Earlier sunsets and later sunrises continue as we get further into October. Days are mild, but nights are cool and this carries over to early mornings.
When I go for a walk at dawn, I’m greeted by the happenings at this time. In the cool temperatures, dew coats roadside plants. In addition to this, there is frequent fog in this cool and moist environment. Later this month, dew and moisture will become frost.
Leaf colors so vibrant in afternoon sunlight are still here in the early morning. As I walk, I note the arboreal glow (mostly yellows) emerging from the surrounding darkness and fog. Reds that were so dazzling in September have been fading. Plenty of bright yellow leaves take their place and I see birch, aspen, basswood, hazel, ironwood, sugar maple, mountain maple, cherry and willow filling the scene. Though some reds still do appear, this is yellow time. We will enjoy these until they drop shortly after mid-month.
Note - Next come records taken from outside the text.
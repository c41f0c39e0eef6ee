//! Interactive lookup form: the terminal counterpart of the city/country form
//! with a unit toggle.

use std::{fmt, io};

use inquire::{InquireError, Select, Text};
use skycast_core::{DisplayUnit, LocationQuery, WeatherLookupController};

use crate::render;

#[derive(Debug, Clone, Copy, PartialEq, Eq)]
enum MenuAction {
    NewLookup,
    ToggleUnit(DisplayUnit),
    Quit,
}

impl fmt::Display for MenuAction {
    fn fmt(&self, f: &mut fmt::Formatter<'_>) -> fmt::Result {
        match self {
            MenuAction::NewLookup => f.write_str("Look up another city"),
            MenuAction::ToggleUnit(target) => write!(f, "Show in {}", target.symbol()),
            MenuAction::Quit => f.write_str("Quit"),
        }
    }
}

fn menu(current: DisplayUnit) -> Vec<MenuAction> {
    vec![MenuAction::NewLookup, MenuAction::ToggleUnit(current.toggled()), MenuAction::Quit]
}

/// `Ok(None)` when the user pressed Esc or Ctrl-C.
fn answered<T>(result: Result<T, InquireError>) -> anyhow::Result<Option<T>> {
    match result {
        Ok(value) => Ok(Some(value)),
        Err(InquireError::OperationCanceled | InquireError::OperationInterrupted) => Ok(None),
        Err(err) => Err(err.into()),
    }
}

fn print_view(controller: &WeatherLookupController) -> io::Result<()> {
    render::write_view(&mut io::stdout().lock(), &controller.render())
}

pub async fn run(mut controller: WeatherLookupController) -> anyhow::Result<()> {
    loop {
        let Some(city) = answered(Text::new("City:").with_placeholder("New York").prompt())? else {
            return Ok(());
        };
        let Some(country) = answered(Text::new("Country:").with_placeholder("US").prompt())? else {
            return Ok(());
        };

        if let Err(err) = controller.submit(LocationQuery::new(city, country)) {
            println!("{err}");
            continue;
        }

        print_view(&controller)?;
        controller.settle().await;
        print_view(&controller)?;

        loop {
            let choice = Select::new("Next:", menu(controller.display_unit()))
                .prompt();
            match answered(choice)? {
                Some(MenuAction::ToggleUnit(_)) => {
                    controller.toggle_display_unit();
                    print_view(&controller)?;
                }
                Some(MenuAction::NewLookup) => break,
                Some(MenuAction::Quit) | None => return Ok(()),
            }
        }
    }
}
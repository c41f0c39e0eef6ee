//! Core library for the `skycast` weather client.
//!
//! This crate defines:
//! - The lookup controller (request lifecycle, latest-wins ordering, view state)
//! - Abstraction over weather providers (proxy backend or OpenWeather directly)
//! - Temperature conversion and condition-to-theme mapping
//! - Configuration handling
//!
//! It is used by `skycast-cli`, but any front end can drive the controller and
//! render its [`ViewModel`].

pub mod config;
pub mod controller;
pub mod error;
pub mod model;
pub mod preset;
pub mod provider;
pub mod units;
pub mod view;

pub use config::{Config, DisplayConfig, ProviderConfig};
pub use controller::{ControllerSettings, RequestId, WeatherLookupController};
pub use error::{GENERIC_FAILURE_MESSAGE, LookupError};
pub use model::{DisplayUnit, LocationQuery, LookupState, WeatherReading};
pub use preset::ConditionPreset;
pub use provider::{ProviderId, WeatherProvider};
pub use view::{IconSettings, IconSize, ReadingView, ViewModel};
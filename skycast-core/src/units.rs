//! Kelvin conversions for display. Input range is not checked.

use crate::model::DisplayUnit;

const ZERO_CELSIUS_IN_KELVIN: f64 = 273.15;

/// Kelvin to Celsius, rounded to one decimal place.
pub fn to_celsius(kelvin: f64) -> f64 {
    round_tenth(kelvin - ZERO_CELSIUS_IN_KELVIN)
}

/// Kelvin to Fahrenheit, rounded to one decimal place.
pub fn to_fahrenheit(kelvin: f64) -> f64 {
    round_tenth((kelvin - ZERO_CELSIUS_IN_KELVIN) * 9.0 / 5.0 + 32.0)
}

pub fn convert(kelvin: f64, unit: DisplayUnit) -> f64 {
    match unit {
        DisplayUnit::Celsius => to_celsius(kelvin),
        DisplayUnit::Fahrenheit => to_fahrenheit(kelvin),
    }
}

/// `"10.0 °C"`
pub fn format_temperature(kelvin: f64, unit: DisplayUnit) -> String {
    format!("{:.1} {}", convert(kelvin, unit), unit.symbol())
}

fn round_tenth(value: f64) -> f64 {
    // adding 0.0 turns -0.0 into 0.0
    (value * 10.0).round() / 10.0 + 0.0
}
During the walk, I pause often to see leaf colors, but also to look at the roadside migrants. Some warblers may be present, but the birds I see are a variety of sparrows; white-throated sparrows appear to be most common. The abundant blue jays with occasional blackbird flocks are here too. Overhead, groups of Canada geese loudly speak of fall travels.
But there is another reason to pause frequently. The route also has many spider webs in the morning dew. With the season moving on, I see fewer of these snares, but I do find each of the four types of webs that spiders build.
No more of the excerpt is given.